Racial inequalities in health: Framing future research
Introduction
Substantial time and resources have been devoted to the study of racial inequalities in health. Indeed, the public health and social science literatures have documented racial inequalities across numerous health behaviors and mental and physical health outcomes (Beck et al., 2014, Bollini and Siem, 1995, Cardoso et al., 2005, Chor, 2013, Fiscella et al., 2000; Yin Paradies et al., 2008, Smith et al., 2000; David R. Williams, 2008; David. R. Williams et al., 1997, Winkleby et al., 1998). However, empirical research examining the root sources of these inequalities is still in its infancy (Phelan and Link, 2015). While a growing literature considers the link between racism – broadly conceptualized – and health inequalities, much of this work focuses on discrimination or prejudice in interpersonal interactions as the primary driver of these inequalities (Harris et al., 2006, Krieger, 2014, Lewis et al., 2015, Priest et al., 2013; David R. Williams and Mohammed, 2009). There has been and continues to be a need for more research on cultural and structural forms of racism as fundamental drivers of racial health inequalities (Bailey et al., 2017, Dressler et al., 2005, Essed and Goldberg, 2002, Gee and Ford, 2011, Mullings, 2005, Nazroo, 2003, Phelan and Link, 2015, Viruell-Fuentes et al., 2012; David R. Williams and Mohammed, 2013).

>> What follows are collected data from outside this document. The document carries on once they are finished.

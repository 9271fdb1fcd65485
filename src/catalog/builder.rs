use super::types::{Catalog, Cocktail};
use crate::source::client::CocktailClient;

/// Aggregates the full catalog by listing every letter 'a' through 'z'.
///
/// Letters are queried strictly sequentially so the aggregate keeps letter
/// order, then within-letter source order. Failure isolation is per letter:
/// a request that errors out is logged and contributes zero records, and a
/// malformed item inside an otherwise good response is skipped without
/// dropping its siblings. The builder itself never fails; callers see an
/// empty catalog when nothing could be gathered.
pub async fn build_catalog(client: &CocktailClient) -> Catalog {
    let mut catalog = Catalog::new();

    for letter in 'a'..='z' {
        match client.list_by_letter(letter).await {
            Ok(drinks) => {
                for raw in &drinks {
                    match Cocktail::parse(raw) {
                        Ok(record) => catalog.push(record),
                        Err(e) => {
                            tracing::warn!("Skipping malformed item under '{}': {}", letter, e);
                        }
                    }
                }
            }
            Err(e) => {
                tracing::warn!("Letter '{}' failed, continuing with the rest: {}", letter, e);
            }
        }
    }

    tracing::debug!("Catalog built with {} records", catalog.len());
    catalog
}
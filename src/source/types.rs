//! Remote Source Wire Types
//!
//! Mirrors the JSON layout emitted by the cocktail API. The source uses a flat,
//! fixed-arity scheme: every response is a `DrinkList` wrapper whose `drinks`
//! field is null when there are no matches, and every drink carries exactly 15
//! positional ingredient/measure string slots, most of them null.

use serde::{Deserialize, Serialize};
use thiserror::Error;

/// Errors raised while talking to, or decoding from, the remote source.
#[derive(Debug, Error)]
pub enum SourceError {
    /// Network-level failure: DNS, connect, or per-request timeout.
    #[error("transport failure: {0}")]
    Transport(#[source] reqwest::Error),

    /// The source answered with a non-success HTTP status.
    #[error("unexpected status {0}")]
    Status(reqwest::StatusCode),

    /// The response body did not match the `DrinkList` wrapper shape.
    #[error("undecodable response body: {0}")]
    Decode(#[source] reqwest::Error),

    /// A raw item cannot be turned into a cocktail record
    /// (missing or non-numeric id).
    #[error("malformed record: {0}")]
    MalformedRecord(String),

    /// All retry attempts were consumed without a response.
    #[error("retry attempts exhausted")]
    RetriesExhausted,
}

/// The wrapper object every endpoint returns.
///
/// A null or absent `drinks` field means "no matches" and is never an error.
/// Individual entries may themselves be null in malformed source data, so the
/// sequence is modelled as record-or-absent.
#[derive(Debug, Clone, Serialize, Deserialize)]
pub struct DrinkList {
    #[serde(default)]
    pub drinks: Option<Vec<Option<RawDrink>>>,
}

/// One drink exactly as the source emits it.
///
/// All fields are optional strings; null and absent are preserved distinctly
/// from empty string. Ingredient slots are positional with no contiguity
/// guarantee: slot 3 can be null while slot 4 is filled.
#[derive(Debug, Clone, Default, PartialEq, Serialize, Deserialize)]
pub struct RawDrink {
    #[serde(rename = "idDrink")]
    pub id_drink: Option<String>,
    #[serde(rename = "strDrink")]
    pub str_drink: Option<String>,
    #[serde(rename = "strCategory")]
    pub str_category: Option<String>,
    #[serde(rename = "strInstructions")]
    pub str_instructions: Option<String>,
    #[serde(rename = "strDrinkThumb")]
    pub str_drink_thumb: Option<String>,
    #[serde(rename = "strGlass")]
    pub str_glass: Option<String>,
    #[serde(rename = "strAlcoholic")]
    pub str_alcoholic: Option<String>,

    #[serde(rename = "strIngredient1")]
    pub str_ingredient1: Option<String>,
    #[serde(rename = "strIngredient2")]
    pub str_ingredient2: Option<String>,
    #[serde(rename = "strIngredient3")]
    pub str_ingredient3: Option<String>,
    #[serde(rename = "strIngredient4")]
    pub str_ingredient4: Option<String>,
    #[serde(rename = "strIngredient5")]
    pub str_ingredient5: Option<String>,
    #[serde(rename = "strIngredient6")]
    pub str_ingredient6: Option<String>,
    #[serde(rename = "strIngredient7")]
    pub str_ingredient7: Option<String>,
    #[serde(rename = "strIngredient8")]
    pub str_ingredient8: Option<String>,
    #[serde(rename = "strIngredient9")]
    pub str_ingredient9: Option<String>,
    #[serde(rename = "strIngredient10")]
    pub str_ingredient10: Option<String>,
    #[serde(rename = "strIngredient11")]
    pub str_ingredient11: Option<String>,
    #[serde(rename = "strIngredient12")]
    pub str_ingredient12: Option<String>,
    #[serde(rename = "strIngredient13")]
    pub str_ingredient13: Option<String>,
    #[serde(rename = "strIngredient14")]
    pub str_ingredient14: Option<String>,
    #[serde(rename = "strIngredient15")]
    pub str_ingredient15: Option<String>,

    #[serde(rename = "strMeasure1")]
    pub str_measure1: Option<String>,
    #[serde(rename = "strMeasure2")]
    pub str_measure2: Option<String>,
    #[serde(rename = "strMeasure3")]
    pub str_measure3: Option<String>,
    #[serde(rename = "strMeasure4")]
    pub str_measure4: Option<String>,
    #[serde(rename = "strMeasure5")]
    pub str_measure5: Option<String>,
    #[serde(rename = "strMeasure6")]
    pub str_measure6: Option<String>,
    #[serde(rename = "strMeasure7")]
    pub str_measure7: Option<String>,
    #[serde(rename = "strMeasure8")]
    pub str_measure8: Option<String>,
    #[serde(rename = "strMeasure9")]
    pub str_measure9: Option<String>,
    #[serde(rename = "strMeasure10")]
    pub str_measure10: Option<String>,
    #[serde(rename = "strMeasure11")]
    pub str_measure11: Option<String>,
    #[serde(rename = "strMeasure12")]
    pub str_measure12: Option<String>,
    #[serde(rename = "strMeasure13")]
    pub str_measure13: Option<String>,
    #[serde(rename = "strMeasure14")]
    pub str_measure14: Option<String>,
    #[serde(rename = "strMeasure15")]
    pub str_measure15: Option<String>,
}

impl RawDrink {
    /// The 15 positional (ingredient, measure) slot pairs in slot order.
    pub fn ingredient_slots(&self) -> [(&Option<String>, &Option<String>); 15] {
        [
            (&self.str_ingredient1, &self.str_measure1),
            (&self.str_ingredient2, &self.str_measure2),
            (&self.str_ingredient3, &self.str_measure3),
            (&self.str_ingredient4, &self.str_measure4),
            (&self.str_ingredient5, &self.str_measure5),
            (&self.str_ingredient6, &self.str_measure6),
            (&self.str_ingredient7, &self.str_measure7),
            (&self.str_ingredient8, &self.str_measure8),
            (&self.str_ingredient9, &self.str_measure9),
            (&self.str_ingredient10, &self.str_measure10),
            (&self.str_ingredient11, &self.str_measure11),
            (&self.str_ingredient12, &self.str_measure12),
            (&self.str_ingredient13, &self.str_measure13),
            (&self.str_ingredient14, &self.str_measure14),
            (&self.str_ingredient15, &self.str_measure15),
        ]
    }
}
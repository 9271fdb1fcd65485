//! Catalog Data Types
//!
//! The normalized cocktail record derived from the source's flat field layout,
//! and the ordered catalog collection built from it.

use crate::source::types::{RawDrink, SourceError};
use serde::{Deserialize, Serialize};
use std::collections::HashSet;

/// One positional (ingredient, measure) pair.
///
/// A slot is "present" iff its name is non-null and non-empty. Measures can
/// appear on slots with no ingredient in malformed source data; ingredient
/// presence is authoritative.
#[derive(Debug, Clone, Default, PartialEq, Serialize, Deserialize)]
pub struct IngredientSlot {
    pub name: Option<String>,
    pub measure: Option<String>,
}

/// A normalized drink record.
///
/// Constructed once per raw API item and immutable thereafter. Null and
/// absent source fields are both `None`; empty strings survive as `Some("")`
/// so the record round-trips what the source actually sent.
#[derive(Debug, Clone, PartialEq, Serialize, Deserialize)]
pub struct Cocktail {
    /// Source-assigned identity. Unique per letter bucket; the catalog does
    /// not deduplicate across letters.
    pub id: u32,
    pub name: String,
    pub category: Option<String>,
    pub instructions: Option<String>,
    pub thumbnail_url: Option<String>,
    pub glass: Option<String>,
    pub alcoholic: Option<String>,
    /// The 15 ingredient slots in slot order. Gaps are legal: slot 3 can be
    /// empty while slot 4 is filled.
    pub slots: Vec<IngredientSlot>,
}

/// Ordered, non-deduplicated collection of records for one session.
pub type Catalog = Vec<Cocktail>;

impl Cocktail {
    /// Parses one raw API item into a record.
    ///
    /// The id is required and must be numeric; everything else is copied
    /// as-is. An empty name is accepted, the source contract does not
    /// enforce more.
    pub fn parse(raw: &RawDrink) -> Result<Self, SourceError> {
        let id_field = raw
            .id_drink
            .as_deref()
            .ok_or_else(|| SourceError::MalformedRecord("missing idDrink".to_string()))?;
        let id = id_field.trim().parse::<u32>().map_err(|_| {
            SourceError::MalformedRecord(format!("non-numeric idDrink: {:?}", id_field))
        })?;

        let slots = raw
            .ingredient_slots()
            .into_iter()
            .map(|(name, measure)| IngredientSlot {
                name: name.clone(),
                measure: measure.clone(),
            })
            .collect();

        Ok(Self {
            id,
            name: raw.str_drink.clone().unwrap_or_default(),
            category: raw.str_category.clone(),
            instructions: raw.str_instructions.clone(),
            thumbnail_url: raw.str_drink_thumb.clone(),
            glass: raw.str_glass.clone(),
            alcoholic: raw.str_alcoholic.clone(),
            slots,
        })
    }

    /// The distinct ingredient names of this record in slot order.
    ///
    /// Empty and absent slots are skipped rather than assuming a contiguous
    /// prefix. Repeated names keep their first position and later
    /// occurrences are dropped.
    pub fn ingredients(&self) -> Vec<String> {
        let mut seen = HashSet::new();
        let mut names = Vec::new();

        for slot in &self.slots {
            if let Some(name) = slot.name.as_deref() {
                if !name.is_empty() && seen.insert(name.to_string()) {
                    names.push(name.to_string());
                }
            }
        }

        names
    }
}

This Special Issue on Racism and Health Inequalities provides a sample of innovative work and empirical evidence from Australia, Brazil, New Zealand, and the United States. The 23 papers in this collection encompass qualitative and quantitative methods and multiple scientific disciplines. Furthermore, they collectively underscore the potential for innovative public health research on cultural and structural racism, but also highlight a number of challenges to confront as we continue to advance scientific knowledge within this area.
This introduction will synthesize the ways in which this collection advances understanding of the importance of cultural and structural racism for racial health inequalities. While public health scholars have also recently written on this topic (Bailey et al., 2017, Gee and Ford, 2011, Viruell-Fuentes et al., 2012), we integrate multiple social science literatures to emphasize that all research on racial health inequalities must be founded upon sound guiding frameworks based on cultural and structural racism. Specifically, we synthesize the evidence from conceptual and empirical models that: (a) indicate structural racism as the actualization of cultural racism (Dressler et al., 2005, Fassin, 2004; J. M. Jones, 1997, Lamont et al., 2014, Mullings, 2005, Silverstein, 2005); and (b) employ approaches consistent with critical race theory (Bell, 1987, Bell, 1992, Ford and Airhihenbuwa, 2010b). Because these components are crucial to yet often missing from racial health inequalities discourse, we outline two recommendations for future work that stem from these two areas of emphasis. These recommendations aim to continue and strengthen the shift from a biomedical/risk factor model that documents the health behaviors, experiences, and outcomes of marginalized racial groups, to a broad, systemic view that situates these inequalities within the social, economic, and political structures of societies that maintain the dominance of a single racial group.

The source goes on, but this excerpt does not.